PGRI sebagai Penghubung Aspirasi Guru di Indonesia
PGRI (Persatuan Guru Republik Indonesia) berperan sebagai jembatan strategis yang menghubungkan realitas di ruang kelas dengan kebijakan di tingkat nasional. Di tahun 2026, aspirasi guru tidak lagi hanya seputar kesejahteraan fisik, tetapi juga mengenai kedaulatan digital, perlindungan hukum dari kriminalisasi, dan kepastian status kepegawaian di era transisi $AI$.
Sebagai penghubung aspirasi, PGRI mentransformasi keluhan individu menjadi gerakan advokasi yang terstruktur dan bermartabat.
1. Saluran Aspirasi Berjenjang (Bottom-Up)
PGRI memiliki struktur yang menjangkau hingga unit terkecil di sekolah, memastikan suara guru di pelosok terdengar hingga ke pusat kekuasaan.
-
Advokasi Kebijakan: PGRI secara rutin melakukan audiensi dengan Kemendikdasmen, Kemenpan-RB, dan DPR RI untuk menyuarakan kendala implementasi kurikulum maupun persoalan teknis platform digital (seperti PMM atau e-Kinerja).
2. Aspirasi Perlindungan Hukum (LKBH)
Salah satu aspirasi terbesar guru saat ini adalah keinginan untuk mengajar dengan tenang tanpa bayang-bayang laporan polisi.
-
LKBH (Lembaga Konsultasi dan Bantuan Hukum): PGRI menjawab aspirasi ini dengan menyediakan pembelaan hukum gratis.
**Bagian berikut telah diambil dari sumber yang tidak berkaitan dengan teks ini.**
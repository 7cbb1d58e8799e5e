//! Polarimetric observation logs and ephemerides.
//!
//! A target log (`<target>.log`) is a whitespace-separated table with 13
//! columns:
//!
//! `MJD night filt calc ang.ref dth P Q U th sigP sigQU sigth`
//!
//! Only V-band rows (`filt == v`) are used. Phases come from an ephemeris
//! table with rows `target period epoch_jd`; the table path is taken from
//! `--ephemeris` or the `SINGSCAT_EPHEMERIS` variable (a `.env` file is
//! honoured).
//!
//! Malformed rows are skipped and reported, never fatal.

use std::fs;
use std::path::{Path, PathBuf};

use tracing::{info, warn};

use crate::domain::PolObservations;
use crate::domain::constants::MJD_0;
use crate::error::AppError;
use crate::math::{bin_data, frac};

pub const EPHEMERIS_ENV: &str = "SINGSCAT_EPHEMERIS";

const LOG_COLUMNS: usize = 13;

/// A row-level problem found while reading a table.
#[derive(Debug, Clone)]
pub struct RowError {
    pub line: usize,
    pub message: String,
}

/// One parsed log row.
#[derive(Debug, Clone, PartialEq)]
pub struct LogRow {
    pub mjd: f64,
    pub night: String,
    pub filter: String,
    pub calc: f64,
    pub ang_ref: f64,
    pub dth: f64,
    pub p: f64,
    pub q: f64,
    pub u: f64,
    pub th: f64,
    pub sig_p: f64,
    pub sig_qu: f64,
    pub sig_th: f64,
}

#[derive(Debug, Clone, Default)]
pub struct ObservationLog {
    pub rows: Vec<LogRow>,
    pub row_errors: Vec<RowError>,
    pub rows_read: usize,
}

#[derive(Debug, Clone, PartialEq)]
pub struct Ephemeris {
    pub target: String,
    /// Rotation period (days).
    pub period: f64,
    /// Phase-zero epoch (JD).
    pub epoch_jd: f64,
}

impl Ephemeris {
    pub fn epoch_mjd(&self) -> f64 {
        self.epoch_jd - MJD_0
    }

    /// Fractional phase of `mjd`; negative before the epoch.
    pub fn phase(&self, mjd: f64) -> f64 {
        frac((mjd - self.epoch_mjd()) / self.period)
    }
}

pub fn read_observation_log(path: &Path) -> Result<ObservationLog, AppError> {
    let text = fs::read_to_string(path)
        .map_err(|e| AppError::io(format!("Failed to read observation log '{}': {e}", path.display())))?;
    Ok(parse_observation_log(&text))
}

pub fn parse_observation_log(text: &str) -> ObservationLog {
    let mut log = ObservationLog::default();
    for (idx, raw) in text.lines().enumerate() {
        let line = raw.trim();
        if line.is_empty() || line.starts_with('#') {
            continue;
        }
        log.rows_read += 1;
        match parse_log_row(line) {
            Ok(row) => log.rows.push(row),
            Err(message) => log.row_errors.push(RowError { line: idx + 1, message }),
        }
    }
    log
}

fn parse_log_row(line: &str) -> Result<LogRow, String> {
    let fields: Vec<&str> = line.split_whitespace().collect();
    if fields.len() < LOG_COLUMNS {
        return Err(format!("expected {LOG_COLUMNS} columns, found {}", fields.len()));
    }
    let num = |i: usize, name: &str| -> Result<f64, String> {
        fields[i]
            .parse::<f64>()
            .map_err(|_| format!("invalid {name} value '{}'", fields[i]))
    };
    Ok(LogRow {
        mjd: num(0, "MJD")?,
        night: fields[1].to_string(),
        filter: fields[2].to_string(),
        calc: num(3, "calc")?,
        ang_ref: num(4, "ang.ref")?,
        dth: num(5, "dth")?,
        p: num(6, "P")?,
        q: num(7, "Q")?,
        u: num(8, "U")?,
        th: num(9, "th")?,
        sig_p: num(10, "sigP")?,
        sig_qu: num(11, "sigQU")?,
        sig_th: num(12, "sigth")?,
    })
}

pub fn read_ephemeris_table(path: &Path) -> Result<Vec<Ephemeris>, AppError> {
    let text = fs::read_to_string(path)
        .map_err(|e| AppError::io(format!("Failed to read ephemeris table '{}': {e}", path.display())))?;
    let mut out = Vec::new();
    for (idx, raw) in text.lines().enumerate() {
        let line = raw.trim();
        if line.is_empty() || line.starts_with('#') {
            continue;
        }
        let fields: Vec<&str> = line.split_whitespace().collect();
        let parsed = match fields.as_slice() {
            [target, period, epoch, ..] => period
                .parse::<f64>()
                .ok()
                .zip(epoch.parse::<f64>().ok())
                .map(|(period, epoch_jd)| Ephemeris {
                    target: target.to_string(),
                    period,
                    epoch_jd,
                }),
            _ => None,
        };
        match parsed {
            Some(e) => out.push(e),
            None => warn!(path = %path.display(), line = idx + 1, "skipping malformed ephemeris row"),
        }
    }
    Ok(out)
}

pub fn find_ephemeris(table: &[Ephemeris], target: &str) -> Result<Ephemeris, AppError> {
    let eph = table
        .iter()
        .find(|e| e.target == target)
        .cloned()
        .ok_or_else(|| AppError::data(format!("No ephemeris for target '{target}'.")))?;
    if !(eph.period.is_finite() && eph.period > 0.0) {
        return Err(AppError::data(format!(
            "Ephemeris for '{target}' has invalid period {}.",
            eph.period
        )));
    }
    Ok(eph)
}

/// Ephemeris table path: the explicit one, else `SINGSCAT_EPHEMERIS`.
pub fn ephemeris_path(explicit: Option<&Path>) -> Result<PathBuf, AppError> {
    if let Some(p) = explicit {
        return Ok(p.to_path_buf());
    }
    dotenvy::dotenv().ok();
    std::env::var(EPHEMERIS_ENV).map(PathBuf::from).map_err(|_| {
        AppError::usage(format!(
            "No ephemeris table: pass --ephemeris or set {EPHEMERIS_ENV}."
        ))
    })
}

/// Keep rows of `filter` and fold them with `eph`.
pub fn fold_observations(
    target: &str,
    rows: &[LogRow],
    eph: &Ephemeris,
    filter: &str,
) -> Result<PolObservations, AppError> {
    let kept: Vec<&LogRow> = rows.iter().filter(|r| r.filter == filter).collect();
    if kept.is_empty() {
        return Err(AppError::data(format!(
            "No '{filter}' observations for target '{target}'."
        )));
    }

    let mut obs = PolObservations {
        target: target.to_string(),
        period: eph.period,
        epoch_mjd: eph.epoch_mjd(),
        ..PolObservations::default()
    };
    for r in kept {
        let phase = eph.phase(r.mjd);
        if phase < 0.0 {
            return Err(AppError::data(format!(
                "Observation at MJD {} precedes the ephemeris epoch (MJD {}).",
                r.mjd,
                eph.epoch_mjd()
            )));
        }
        obs.mjd.push(r.mjd);
        obs.phase.push(phase);
        obs.p.push(r.p);
        obs.q.push(r.q);
        obs.u.push(r.u);
        obs.sig_p.push(r.sig_p);
        obs.sig_th.push(r.sig_th);
    }
    Ok(obs)
}

/// Read `<dir>/<target>.log`, keep V-band rows and phase-fold them.
pub fn load_observations(dir: &Path, target: &str, eph: &Ephemeris) -> Result<PolObservations, AppError> {
    let path = dir.join(format!("{target}.log"));
    let log = read_observation_log(&path)?;
    for err in &log.row_errors {
        warn!(path = %path.display(), line = err.line, message = %err.message, "skipping log row");
    }
    let obs = fold_observations(target, &log.rows, eph, "v")?;
    info!(
        target,
        rows_read = log.rows_read,
        rows_used = obs.len(),
        period = eph.period,
        "loaded observations"
    );
    Ok(obs)
}

/// Weighted phase binning of every observed column.
///
/// P/Q/U are weighted by `sigP`; `sigth` by itself. The MJD column holds the
/// first-cycle date of each bin center.
pub fn bin_observations(obs: &PolObservations, nbins: usize) -> Result<PolObservations, AppError> {
    if nbins < 2 {
        return Err(AppError::usage(format!("Invalid bin count {nbins} (need at least 2).")));
    }
    let p = bin_data(&obs.phase, &obs.p, Some(&obs.sig_p), nbins);
    let q = bin_data(&obs.phase, &obs.q, Some(&obs.sig_p), nbins);
    let u = bin_data(&obs.phase, &obs.u, Some(&obs.sig_p), nbins);
    let th = bin_data(&obs.phase, &obs.sig_th, Some(&obs.sig_th), nbins);
    if p.is_empty() {
        return Err(AppError::data("Binning left no observations."));
    }

    let phase: Vec<f64> = p.iter().map(|b| b.center).collect();
    Ok(PolObservations {
        target: obs.target.clone(),
        period: obs.period,
        epoch_mjd: obs.epoch_mjd,
        mjd: phase.iter().map(|ph| obs.epoch_mjd + ph * obs.period).collect(),
        phase,
        p: p.iter().map(|b| b.value).collect(),
        q: q.iter().map(|b| b.value).collect(),
        u: u.iter().map(|b| b.value).collect(),
        sig_p: p.iter().map(|b| b.sigma).collect(),
        sig_th: th.iter().map(|b| b.sigma).collect(),
    })
}

#[cfg(test)]
mod tests {
    use super::*;
    use std::fs;

    const LOG: &str = "\
# MJD night filt calc ang.ref dth P Q U th sigP sigQU sigth
55000.10 10jun01 v 1.0 0.0 0.0 0.50 -0.40 0.30 71.6 0.02 0.02 1.1
55000.40 10jun01 b 1.0 0.0 0.0 0.55 -0.45 0.31 72.0 0.02 0.02 1.1
55000.70 10jun01 v 1.0 0.0 0.0 0.52 -0.42 0.28 70.9 0.03 0.03 1.5
55001.00 10jun02 v 1.0 0.0 0.0 bad -0.42 0.28 70.9 0.03 0.03 1.5
55001.30 10jun02 v 1.0 0.0
";

    fn eph() -> Ephemeris {
        Ephemeris {
            target: "sori".to_string(),
            period: 1.2,
            epoch_jd: 54999.5 + MJD_0,
        }
    }

    #[test]
    fn log_rows_and_errors_are_separated() {
        let log = parse_observation_log(LOG);
        assert_eq!(log.rows_read, 5);
        assert_eq!(log.rows.len(), 3);
        assert_eq!(log.row_errors.len(), 2);
        assert_eq!(log.row_errors[0].line, 5);
        assert!(log.row_errors[1].message.contains("columns"));
    }

    #[test]
    fn folding_keeps_v_band_and_phases() {
        let log = parse_observation_log(LOG);
        let obs = fold_observations("sori", &log.rows, &eph(), "v").unwrap();
        assert_eq!(obs.len(), 2);
        assert!((obs.phase[0] - 0.6 / 1.2).abs() < 1e-9);
        assert!((obs.phase[1] - frac(1.2 / 1.2)).abs() < 1e-9);
        assert_eq!(obs.q, vec![-0.40, -0.42]);
        assert!((obs.epoch_mjd - 54999.5).abs() < 1e-9);
    }

    #[test]
    fn observation_before_epoch_is_error() {
        let log = parse_observation_log(LOG);
        let mut e = eph();
        e.epoch_jd += 10.0;
        let err = fold_observations("sori", &log.rows, &e, "v").unwrap_err();
        assert_eq!(err.exit_code(), 3);
    }

    #[test]
    fn missing_filter_is_error() {
        let log = parse_observation_log(LOG);
        assert!(fold_observations("sori", &log.rows, &eph(), "r").is_err());
    }

    #[test]
    fn ephemeris_table_lookup() {
        let dir = tempfile::tempdir().unwrap();
        let path = dir.path().join("mags.txt");
        fs::write(&path, "# tgt P ph0\nsori 1.19081 2442778.819\nbroken x\nhd37017 0.901186 2444628.77\n").unwrap();
        let table = read_ephemeris_table(&path).unwrap();
        assert_eq!(table.len(), 2);
        let e = find_ephemeris(&table, "hd37017").unwrap();
        assert!((e.epoch_mjd() - (2444628.77 - MJD_0)).abs() < 1e-9);
        assert!(find_ephemeris(&table, "nobody").is_err());
    }

    #[test]
    fn explicit_ephemeris_path_wins() {
        let p = ephemeris_path(Some(Path::new("/tmp/x.txt"))).unwrap();
        assert_eq!(p, PathBuf::from("/tmp/x.txt"));
    }

    #[test]
    fn load_reads_target_log() {
        let dir = tempfile::tempdir().unwrap();
        fs::write(dir.path().join("sori.log"), LOG).unwrap();
        let obs = load_observations(dir.path(), "sori", &eph()).unwrap();
        assert_eq!(obs.target, "sori");
        assert_eq!(obs.len(), 2);
    }

    #[test]
    fn binning_averages_neighbours() {
        let obs = PolObservations {
            target: "t".to_string(),
            period: 2.0,
            epoch_mjd: 100.0,
            mjd: vec![0.0; 4],
            phase: vec![0.0, 0.1, 0.9, 1.0],
            p: vec![1.0, 1.0, 2.0, 2.0],
            q: vec![1.0, 3.0, 5.0, 7.0],
            u: vec![0.0; 4],
            sig_p: vec![1.0; 4],
            sig_th: vec![1.0; 4],
        };
        let b = bin_observations(&obs, 2).unwrap();
        assert_eq!(b.len(), 2);
        assert!((b.q[0] - 2.0).abs() < 1e-12);
        assert!((b.q[1] - 6.0).abs() < 1e-12);
        assert!((b.mjd[1] - 102.0).abs() < 1e-12);
        assert!(bin_observations(&obs, 1).is_err());
    }
}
PGRI menjadi penghubung antara guru dan aparat penegak hukum melalui MoU dengan Polri untuk memastikan sengketa pendidikan diselesaikan melalui kode etik terlebih dahulu.
-
Perlindungan Profesi: Aspirasi akan rasa aman ini diwujudkan melalui penguatan peran DKGI (Dewan Kehormatan Guru Indonesia) sebagai lembaga penyaring masalah etik di lingkungan sekolah.
3. Matriks Transformasi Aspirasi melalui PGRI
| Jenis Aspirasi | Instrumen Penggerak | Hasil Nyata/Output |
| Kesejahteraan | Diplomasi TPG & Kenaikan Gaji. | Kepastian finansial bagi guru ASN & P3K. |
| Status Kepegawaian | Advokasi Kuota P3K & Honorer. | Transformasi status guru honorer menjadi ASN. |
| Keamanan Kerja | LKBH & Advokasi UU Perlindungan Guru. | Berkurangnya kasus kriminalisasi guru di sekolah. |
| Kompetensi Digital | SLCC (Smart Learning Center). | Pelatihan $AI$ dan literasi digital yang merata. |
4. Aspirasi Kedaulatan Intelektual di Era AI
Di tahun 2026, guru beraspirasi agar teknologi tidak menggantikan peran mereka, melainkan memperkuatnya. PGRI merespons ini melalui Smart Learning and Character Center (SLCC).
-
Menolak Menjadi Objek Teknologi: PGRI menyuarakan aspirasi agar pengembangan teknologi pendidikan harus melibatkan perspektif guru sebagai praktisi, bukan sekadar sebagai pengguna akhir (end-user).
-
Literasi Tanpa Batas: Melalui jaringan SLCC, PGRI menghubungkan guru-guru di daerah terpencil dengan sumber daya pelatihan modern, memastikan aspirasi untuk “maju bersama” benar-benar terwujud.
5. Menjaga Marwah di Tahun Politik 2026
Aspirasi guru untuk tetap netral dan profesional di tengah dinamika politik menjadi fokus utama PGRI.
-
Independensi Organisasi: PGRI memastikan aspirasi guru tidak dipolitisasi oleh kepentingan elektoral. Organisasi ini menjadi tameng yang menjaga agar guru tetap fokus pada pengabdian kepada siswa.
-
Unifikasi Martabat: PGRI menghapus sekat antara berbagai status guru. Aspirasi untuk dianggap sebagai satu korps yang utuh—Guru Indonesia—adalah jiwa dari perjuangan PGRI di tahun ini.
Kesimpulan:
PGRI adalah “Pengeras Suara” bagi mereka yang tak terdengar. Dengan menghubungkan aspek hukum, kompetensi, dan kesejahteraan, PGRI memastikan bahwa setiap aspirasi guru Indonesia dikelola menjadi kebijakan yang memuliakan profesi dan memajukan peradaban bangsa.